Reflexión sobre ecología

 

La preocupación ecológica 

Hasta hace poco los “ecologistas” causaban sonrisas, cuando no francas burlas. Pero pronto los rostros comenzaron a ponerse serios cuando las fotos y los titulares ya no dejaban lugar a dudas sobre la destrucción irreversible de la vida planetaria. Ya no se trataba de alguna especie africana, exótica e inútil para nosotros, los “civilizados” de las grandes ciudades. El exterminio de ballenas, leopardos, elefantes y otros animales sobre cuyos valiosos restos sólo los muy ricos podían tener expectativas, dejó insensible a la gran masa anónima. Pero cuando las fotos mostraron los peces muertos en las costas donde muchos miles veranean, la cuestión tomó el color del peligro inmediato. Es como el fragor de una tormenta lejana, que sólo preocupa a los más atentos. Cuando la tormenta está casi encima, recién la mayoría se da cuenta. Casi siempre tarde...

El clamor ecologista quizá todavía no es tardío y ha tomado muchos rumbos. Algunos parecen pertinentes y eficaces, otros son anecdóticos o meramente sentimentales, como las declaraciones de los derechos del animal, curiosamente emanadas de países que se preocupan bastante poco de los derechos de los hombres.

Yo no sé bien cuál es el fundamento real de esta preocupación colectiva que muchos tildan de egoísta. En todo caso me parece positiva, porque en la medida en que logre evitar una catástrofe que evidentemente se avecina, poco importan los motivos subjetivos de quienes impulsen o lleven adelante las medidas.

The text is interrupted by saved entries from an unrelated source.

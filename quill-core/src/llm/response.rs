//! Universal response surface for provider adapters.

use std::pin::Pin;

use serde::{Deserialize, Serialize};

use super::content::Content;
use super::error::LLMError;

/// Normalised stop cause. Tool-call completions map to `Stop`; the loop
/// detects tool calls by part type, not by finish reason.
#[derive(Debug, Clone, Copy, PartialEq, Eq, Serialize, Deserialize, Default)]
#[serde(rename_all = "kebab-case")]
pub enum FinishReason {
    #[default]
    Stop,
    MaxTokens,
    Other,
}

/// Token accounting reported by the backend for one response.
///
/// Some backends report cumulative counts across an API session; the token
/// tracker is responsible for converting those into per-invocation deltas.
#[derive(Debug, Clone, Copy, Default, PartialEq, Eq, Serialize, Deserialize)]
pub struct UsageMetadata {
    pub prompt_tokens: u64,
    pub response_tokens: u64,
    #[serde(default)]
    pub thought_tokens: u64,
    #[serde(default)]
    pub tool_use_tokens: u64,
    #[serde(default)]
    pub cached_tokens: u64,
    pub total_tokens: u64,
}

/// One streamed response chunk.
#[derive(Debug, Clone, PartialEq)]
pub struct LLMResponse {
    pub content: Content,
    /// True for every intermediate chunk; the final chunk is `false`.
    pub partial: bool,
    /// True only on the final chunk of an invocation.
    pub turn_complete: bool,
    pub finish_reason: FinishReason,
    pub usage: Option<UsageMetadata>,
}

impl LLMResponse {
    pub fn partial_text(delta: impl Into<String>) -> Self {
        Self {
            content: Content::model_text(delta),
            partial: true,
            turn_complete: false,
            finish_reason: FinishReason::Stop,
            usage: None,
        }
    }

    pub fn completed(content: Content, finish_reason: FinishReason) -> Self {
        Self {
            content,
            partial: false,
            turn_complete: true,
            finish_reason,
            usage: None,
        }
    }

    pub fn with_usage(mut self, usage: UsageMetadata) -> Self {
        self.usage = Some(usage);
        self
    }
}

/// Single-use lazy response sequence. For `stream()` calls each item is a
/// partial chunk until the final one; `generate()` paths yield exactly one
/// completed response.
pub type LLMStream = Pin<Box<dyn futures::Stream<Item = Result<LLMResponse, LLMError>> + Send>>;
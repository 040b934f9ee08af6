//! Session handles and the pluggable store contract.

use std::collections::HashMap;
use std::sync::Arc;

use async_trait::async_trait;
use chrono::{DateTime, Utc};
use parking_lot::RwLock;
use thiserror::Error;
use tokio::sync::Mutex;
use uuid::Uuid;

use super::event::Event;
use super::filter::filter_compacted;

#[derive(Debug, Error)]
pub enum SessionError {
    #[error("session '{name}' for user '{user_id}' already exists")]
    AlreadyExists { user_id: String, name: String },

    #[error("session '{name}' for user '{user_id}' not found")]
    NotFound { user_id: String, name: String },
}

#[derive(Debug, Clone, PartialEq, Eq, Hash)]
struct SessionKey {
    user_id: String,
    name: String,
}

/// One conversation log. The session exclusively owns its events; appends
/// serialise on the event lock, so they are linearisable per session while
/// different sessions stay independent.
pub struct Session {
    user_id: String,
    name: String,
    created_at: DateTime<Utc>,
    events: Mutex<Vec<Event>>,
}

impl Session {
    fn new(user_id: String, name: String) -> Self {
        Self {
            user_id,
            name,
            created_at: Utc::now(),
            events: Mutex::new(Vec::new()),
        }
    }

    pub fn user_id(&self) -> &str {
        &self.user_id
    }

    pub fn name(&self) -> &str {
        &self.name
    }

    pub fn created_at(&self) -> DateTime<Utc> {
        self.created_at
    }

    /// Append an event, filling id and timestamp when absent. Returns the
    /// stored form.
    pub async fn append_event(&self, mut event: Event) -> Event {
        if event.id.is_empty() {
            event.id = Uuid::new_v4().to_string();
        }
        if event.timestamp.is_none() {
            event.timestamp = Some(Utc::now());
        }
        let mut events = self.events.lock().await;
        events.push(event.clone());
        event
    }

    /// The filtered view: compacted spans are hidden, compaction summaries
    /// remain visible.
    pub async fn events(&self) -> Vec<Event> {
        let events = self.events.lock().await;
        filter_compacted(&events)
    }

    /// The unfiltered log, used by the compaction engine.
    pub async fn events_raw(&self) -> Vec<Event> {
        self.events.lock().await.clone()
    }
}

/// Store contract consumed by the core. Persistence is pluggable; the
/// in-memory implementation below is the reference.
#[async_trait]
pub trait SessionStore: Send + Sync {
    async fn create(&self, user_id: &str, name: &str) -> Result<Arc<Session>, SessionError>;
    async fn get(&self, user_id: &str, name: &str) -> Result<Arc<Session>, SessionError>;
    async fn delete(&self, user_id: &str, name: &str) -> Result<(), SessionError>;
}

/// Reference store keeping sessions in process memory.
#[derive(Default)]
pub struct InMemorySessionStore {
    sessions: RwLock<HashMap<SessionKey, Arc<Session>>>,
}

impl InMemorySessionStore {
    pub fn new() -> Self {
        Self::default()
    }
}

#[async_trait]
impl SessionStore for InMemorySessionStore {
    async fn create(&self, user_id: &str, name: &str) -> Result<Arc<Session>, SessionError> {
        let key = SessionKey {
            user_id: user_id.to_string(),
            name: name.to_string(),
        };
        let mut sessions = self.sessions.write();
        if sessions.contains_key(&key) {
            return Err(SessionError::AlreadyExists {
                user_id: user_id.to_string(),
                name: name.to_string(),
            });
        }
        let session = Arc::new(Session::new(user_id.to_string(), name.to_string()));
        sessions.insert(key, session.clone());
        Ok(session)
    }

    async fn get(&self, user_id: &str, name: &str) -> Result<Arc<Session>, SessionError> {
        let key = SessionKey {
            user_id: user_id.to_string(),
            name: name.to_string(),
        };
        self.sessions
            .read()
            .get(&key)
            .cloned()
            .ok_or_else(|| SessionError::NotFound {
                user_id: user_id.to_string(),
                name: name.to_string(),
            })
    }

    async fn delete(&self, user_id: &str, name: &str) -> Result<(), SessionError> {
        let key = SessionKey {
            user_id: user_id.to_string(),
            name: name.to_string(),
        };
        // Deleting the session removes every event it owns.
        self.sessions
            .write()
            .remove(&key)
            .map(|_| ())
            .ok_or_else(|| SessionError::NotFound {
                user_id: user_id.to_string(),
                name: name.to_string(),
            })
    }
}

#[cfg(test)]
mod tests {
    use super::*;
    use crate::llm::content::Content;
    use crate::session::event::EventAuthor;

    #[tokio::test]
    async fn create_get_delete_lifecycle() {
        let store = InMemorySessionStore::new();
        store.create("u1", "main").await.unwrap();
        assert!(matches!(
            store.create("u1", "main").await,
            Err(SessionError::AlreadyExists { .. })
        ));

        let session = store.get("u1", "main").await.unwrap();
        assert_eq!(session.name(), "main");

        store.delete("u1", "main").await.unwrap();
        assert!(matches!(
            store.get("u1", "main").await,
            Err(SessionError::NotFound { .. })
        ));
    }

    #[tokio::test]
    async fn append_fills_id_and_timestamp_and_preserves_order() {
        let store = InMemorySessionStore::new();
        let session = store.create("u1", "s").await.unwrap();

        for i in 0..5 {
            let stored = session
                .append_event(Event::new(
                    format!("inv-{i}"),
                    EventAuthor::User,
                    Content::user_text(format!("msg {i}")),
                ))
                .await;
            assert!(!stored.id.is_empty());
            assert!(stored.timestamp.is_some());
        }

        let raw = session.events_raw().await;
        assert_eq!(raw.len(), 5);
        for (i, event) in raw.iter().enumerate() {
            assert_eq!(event.invocation_id, format!("inv-{i}"));
        }
    }

    #[tokio::test]
    async fn concurrent_appends_serialise() {
        let store = InMemorySessionStore::new();
        let session = store.create("u1", "s").await.unwrap();

        let mut handles = Vec::new();
        for i in 0..20 {
            let session = session.clone();
            handles.push(tokio::spawn(async move {
                session
                    .append_event(Event::new(
                        format!("inv-{i}"),
                        EventAuthor::User,
                        Content::user_text("x"),
                    ))
                    .await;
            }));
        }
        for handle in handles {
            handle.await.unwrap();
        }

        assert_eq!(session.events_raw().await.len(), 20);
    }

    #[tokio::test]
    async fn sessions_are_independent() {
        let store = InMemorySessionStore::new();
        let a = store.create("u1", "a").await.unwrap();
        let b = store.create("u1", "b").await.unwrap();

        a.append_event(Event::new("i", EventAuthor::User, Content::user_text("x")))
            .await;
        assert_eq!(a.events_raw().await.len(), 1);
        assert_eq!(b.events_raw().await.len(), 0);
    }
}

La cuestión más problemática, en cambio, me parece la de su eficacia. En una oportunidad decía un profesor que las campañas ecologistas le parecían inútiles porque quienes se suman a ellas son en general personas inocuas (no son agentes destructivos de la naturaleza) mientras que a los verdaderos responsables de la contaminación y la destrucción no se les mueve un pelo. Esta última afirmación es verdadera, pero el argumento es sofístico. Con igual razón podría decirse, por ejemplo, que los movimientos por la liberación de los oprimidos, o por la igualdad racial o religiosa, son inútiles porque a los responsables de la discriminación no les interesa plegarse a ellos. Claro que no, justamente se trata de lo contrario, de presionar sobre ellos para que a la fuerza -no por gusto, convencimiento o conveniencia- dejen de actuar como lo hacen. Y también para crear una conciencia de la necesidad de actuación de poderes públicos, nacionales o internacionales. Gracias a estos movimientos y sus actos de pacífica (o no tan pacífica) protesta, hoy hay regulaciones normativas que probablemente sin ellos nunca se hubiesen dictado.

Sin embargo, pensar muy optimistamente puede ser ingenuo. La mayoría de los hombres, incluidos los gobernantes,  tienden a solucionar los problemas inmediatos y dejar los otros para las generaciones futuras, con el argumento de que en realidad poco podemos influir en lo remoto (lo que es verdad) y con la esperanza de que nuestros sucesores, que serán más sabios y más desarrollados que nosotros, encuentren más fácilmente soluciones (lo que es sólo probable).

Visto así el problema, resultaría que una excesiva preocupación ecologista conduciría al inmovilismo de los recursos y frenaría la ingeniosidad para solucionar estos asuntos de forma novedosa y no rutinaria. Pero también es cierto que la destrucción es más rápida que la construcción o el descubrimiento y que quizá cuando aparezca la solución salvadora ya sea tarde.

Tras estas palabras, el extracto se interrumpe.